[Stored data]
//! PostgreSQL implementation of transport repository.

use async_trait::async_trait;
use chrono::{DateTime, NaiveDate, Utc};
use sqlx::{FromRow, PgPool};
use std::sync::Arc;

use super::decode_enum;
use crate::domain::entities::{
    GroupStatus, TransportAllocation, TransportGroup, TransportGroupPatch, VehicleType,
};
use crate::domain::planning::PlannedGroup;
use crate::domain::repositories::{PruneOutcome, SavedGroup, TransportRepository};
use crate::error::AppError;

const GROUP_COLUMNS: &str = "id, event_id, name, pickup_location, pickup_date, \
     pickup_time_slot, dropoff_location, vehicle_type, vehicle_count, vehicle_capacity, \
     status, transport_mode, generation_key, created_at, updated_at";

const ALLOCATION_COLUMNS: &str = "id, transport_group_id, guest_id, status, \
     includes_plus_one, includes_children, children_count, created_at";

#[derive(FromRow)]
struct GroupRow {
    id: i64,
    event_id: i64,
    name: String,
    pickup_location: String,
    pickup_date: NaiveDate,
    pickup_time_slot: String,
    dropoff_location: String,
    vehicle_type: String,
    vehicle_count: i32,
    vehicle_capacity: i32,
    status: String,
    transport_mode: String,
    generation_key: Option<String>,
    created_at: DateTime<Utc>,
    updated_at: DateTime<Utc>,
}

#[derive(FromRow)]
struct UpsertedGroupRow {
    #[sqlx(flatten)]
    group: GroupRow,
    inserted: bool,
}

#[derive(FromRow)]
struct AllocationRow {
    id: i64,
    transport_group_id: i64,
    guest_id: i64,
    status: String,
    includes_plus_one: bool,
    includes_children: bool,
    children_count: i32,
    created_at: DateTime<Utc>,
}

impl TryFrom<GroupRow> for TransportGroup {
    type Error = AppError;

    fn try_from(r: GroupRow) -> Result<Self, Self::Error> {
        Ok(TransportGroup {
            id: r.id,
            event_id: r.event_id,
            name: r.name,
            pickup_location: r.pickup_location,
            pickup_date: r.pickup_date,
            pickup_time_slot: r.pickup_time_slot,
            dropoff_location: r.dropoff_location,
            vehicle_type: decode_enum::<VehicleType>("vehicle_type", &r.vehicle_type)?,
            vehicle_count: r.vehicle_count,
            vehicle_capacity: r.vehicle_capacity,
            status: decode_enum::<GroupStatus>("status", &r.status)?,
            transport_mode: r.transport_mode,
            generation_key: r.generation_key,
            created_at: r.created_at,
            updated_at: r.updated_at,
        })
    }
}

impl From<AllocationRow> for TransportAllocation {
    fn from(r: AllocationRow) -> Self {
        TransportAllocation {
            id: r.id,
            transport_group_id: r.transport_group_id,
            guest_id: r.guest_id,
            status: r.status,
            includes_plus_one: r.includes_plus_one,
            includes_children: r.includes_children,
            children_count: r.children_count,
            created_at: r.created_at,
        }
    }
}

/// PostgreSQL repository for transport groups and allocations.
///
/// Generated groups are written one transaction per group; a failure rolls
/// back that group and its allocations only.
pub struct PgTransportRepository {
    pool: Arc<PgPool>,
}

impl PgTransportRepository {
    /// Creates a new repository with a database connection pool.
    pub fn new(pool: Arc<PgPool>) -> Self {
        Self { pool }
    }
}

#[async_trait]
impl TransportRepository for PgTransportRepository {
    async fn save_generated_group(&self, planned: PlannedGroup) -> Result<SavedGroup, AppError> {
        let PlannedGroup { group, allocations } = planned;
        let guest_ids: Vec<i64> = allocations.iter().map(|a| a.guest_id).collect();

        let mut tx = self.pool.begin().await?;

        // Drafts take the planned sizing. Reviewed groups keep the operator's
        // vehicle type and capacity, adding vehicles until every guest has a seat.
        let upsert_sql = format!(
            r#"
            INSERT INTO transport_groups
                (event_id, name, pickup_location, pickup_date, pickup_time_slot,
                 dropoff_location, vehicle_type, vehicle_count, vehicle_capacity,
                 status, transport_mode, generation_key)
            VALUES ($1, $2, $3, $4, $5, $6, $7, $8, $9, 'draft', $10, $11)
            ON CONFLICT (generation_key) DO UPDATE SET
                name = EXCLUDED.name,
                dropoff_location = EXCLUDED.dropoff_location,
                vehicle_type = CASE WHEN transport_groups.status = 'draft'
                    THEN EXCLUDED.vehicle_type ELSE transport_groups.vehicle_type END,
                vehicle_count = CASE
                    WHEN transport_groups.status = 'draft' THEN EXCLUDED.vehicle_count
                    WHEN transport_groups.vehicle_capacity > 0 THEN GREATEST(
                        transport_groups.vehicle_count,
                        CEIL($12::numeric / transport_groups.vehicle_capacity)::int
                    )
                    ELSE EXCLUDED.vehicle_count END,
                vehicle_capacity = CASE
                    WHEN transport_groups.status = 'draft' OR transport_groups.vehicle_capacity = 0
                    THEN EXCLUDED.vehicle_capacity ELSE transport_groups.vehicle_capacity END,
                updated_at = NOW()
            RETURNING {GROUP_COLUMNS}, (xmax = 0) AS inserted
            "#
        );

        let row = sqlx::query_as::<_, UpsertedGroupRow>(&upsert_sql)
            .bind(group.event_id)
            .bind(&group.name)
            .bind(&group.pickup_location)
            .bind(group.pickup_date)
            .bind(&group.pickup_time_slot)
            .bind(&group.dropoff_location)
            .bind(group.vehicle_type.as_str())
            .bind(group.vehicle_count)
            .bind(group.vehicle_capacity)
            .bind(&group.transport_mode)
            .bind(&group.generation_key)
            .bind(guest_ids.len() as i32)
            .fetch_one(&mut *tx)
            .await?;

        let created = row.inserted;
        let saved: TransportGroup = row.group.try_into()?;

        sqlx::query(
            r#"
            DELETE FROM transport_allocations
            WHERE transport_group_id = $1
              AND NOT (guest_id = ANY($2))
            "#,
        )
        .bind(saved.id)
        .bind(&guest_ids)
        .execute(&mut *tx)
        .await?;

        sqlx::query(
            r#"
            DELETE FROM transport_allocations a
            USING transport_groups g
            WHERE a.transport_group_id = g.id
              AND g.event_id = $1
              AND g.generation_key IS NOT NULL
              AND g.id <> $2
              AND a.guest_id = ANY($3)
            "#,
        )
        .bind(saved.event_id)
        .bind(saved.id)
        .bind(&guest_ids)
        .execute(&mut *tx)
        .await?;

        for allocation in &allocations {
            sqlx::query(
                r#"
                INSERT INTO transport_allocations
                    (transport_group_id, guest_id, status, includes_plus_one,
                     includes_children, children_count)
                VALUES ($1, $2, $3, $4, $5, $6)
                ON CONFLICT (transport_group_id, guest_id) DO NOTHING
                "#,
            )
            .bind(saved.id)
            .bind(allocation.guest_id)
            .bind(&allocation.status)
            .bind(allocation.includes_plus_one)
            .bind(allocation.includes_children)
            .bind(allocation.children_count)
            .execute(&mut *tx)
            .await?;
        }

        tx.commit().await?;

        Ok(SavedGroup {
            group: saved,
            created,
            allocations: allocations.len(),
        })
    }

    async fn prune_generated(
        &self,
        event_id: i64,
        keep_guest_ids: Vec<i64>,
    ) -> Result<PruneOutcome, AppError> {
        let mut tx = self.pool.begin().await?;

        let allocations = sqlx::query(
            r#"
            DELETE FROM transport_allocations a
            USING transport_groups g
            WHERE a.transport_group_id = g.id
              AND g.event_id = $1
              AND g.generation_key IS NOT NULL
              AND g.status = 'draft'
              AND NOT (a.guest_id = ANY($2))
            "#,
        )
        .bind(event_id)
        .bind(&keep_guest_ids)
        .execute(&mut *tx)
        .await?;

        let groups = sqlx::query(
            r#"
            DELETE FROM transport_groups g
            WHERE g.event_id = $1
              AND g.generation_key IS NOT NULL
              AND g.status = 'draft'
              AND NOT EXISTS (
                  SELECT 1 FROM transport_allocations a WHERE a.transport_group_id = g.id
              )
            "#,
        )
        .bind(event_id)
        .execute(&mut *tx)
        .await?;

        tx.commit().await?;

        Ok(PruneOutcome {
            allocations_removed: allocations.rows_affected(),
            groups_removed: groups.rows_affected(),
        })
    }

    async fn list_by_event(&self, event_id: i64) -> Result<Vec<TransportGroup>, AppError> {
        let sql = format!(
            r#"
            SELECT {GROUP_COLUMNS}
            FROM transport_groups
            WHERE event_id = $1
            ORDER BY pickup_date, pickup_time_slot, pickup_location, id
            "#
        );

        let rows = sqlx::query_as::<_, GroupRow>(&sql)
            .bind(event_id)
            .fetch_all(self.pool.as_ref())
            .await?;

        rows.into_iter().map(TryInto::try_into).collect()
    }

    async fn find_by_id(&self, id: i64) -> Result<Option<TransportGroup>, AppError> {
        let sql = format!("SELECT {GROUP_COLUMNS} FROM transport_groups WHERE id = $1");

        let row = sqlx::query_as::<_, GroupRow>(&sql)
            .bind(id)
            .fetch_optional(self.pool.as_ref())
            .await?;

        row.map(TryInto::try_into).transpose()
    }

    async fn list_allocations(&self, group_id: i64) -> Result<Vec<TransportAllocation>, AppError> {
        let sql = format!(
            r#"
            SELECT {ALLOCATION_COLUMNS}
            FROM transport_allocations
            WHERE transport_group_id = $1
            ORDER BY guest_id
            "#
        );

        let rows = sqlx::query_as::<_, AllocationRow>(&sql)
            .bind(group_id)
            .fetch_all(self.pool.as_ref())
            .await?;

        Ok(rows.into_iter().map(Into::into).collect())
    }

    async fn update(
        &self,
        id: i64,
        patch: TransportGroupPatch,
    ) -> Result<Option<TransportGroup>, AppError> {
        let sql = format!(
            r#"
            UPDATE transport_groups SET
                name = COALESCE($2, name),
                pickup_location = COALESCE($3, pickup_location),
                pickup_date = COALESCE($4, pickup_date),
                pickup_time_slot = COALESCE($5, pickup_time_slot),
                dropoff_location = COALESCE($6, dropoff_location),
                vehicle_type = COALESCE($7, vehicle_type),
                vehicle_count = COALESCE($8, vehicle_count),
                vehicle_capacity = COALESCE($9, vehicle_capacity),
                status = COALESCE($10, status),
                updated_at = NOW()
            WHERE id = $1
            RETURNING {GROUP_COLUMNS}
            "#
        );

        let row = sqlx::query_as::<_, GroupRow>(&sql)
            .bind(id)
            .bind(patch.name)
            .bind(patch.pickup_location)
            .bind(patch.pickup_date)
            .bind(patch.pickup_time_slot)
            .bind(patch.dropoff_location)
            .bind(patch.vehicle_type.map(|v| v.as_str()))
            .bind(patch.vehicle_count)
            .bind(patch.vehicle_capacity)
            .bind(patch.status.map(|s| s.as_str()))
            .fetch_optional(self.pool.as_ref())
            .await?;

        row.map(TryInto::try_into).transpose()
    }

    async fn delete(&self, id: i64) -> Result<bool, AppError> {
        let result = sqlx::query("DELETE FROM transport_groups WHERE id = $1")
            .bind(id)
            .execute(self.pool.as_ref())
            .await?;

        Ok(result.rows_affected() > 0)
    }

    async fn delete_by_status(&self, event_id: i64, status: GroupStatus) -> Result<u64, AppError> {
        let result =
            sqlx::query("DELETE FROM transport_groups WHERE event_id = $1 AND status = $2")
                .bind(event_id)
                .bind(status.as_str())
                .execute(self.pool.as_ref())
                .await?;

        Ok(result.rows_affected())
    }
}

Problem details
State how many lines of the entries contain the word "inserted". Nothing besides the number belongs in the reply.

Exercise response
3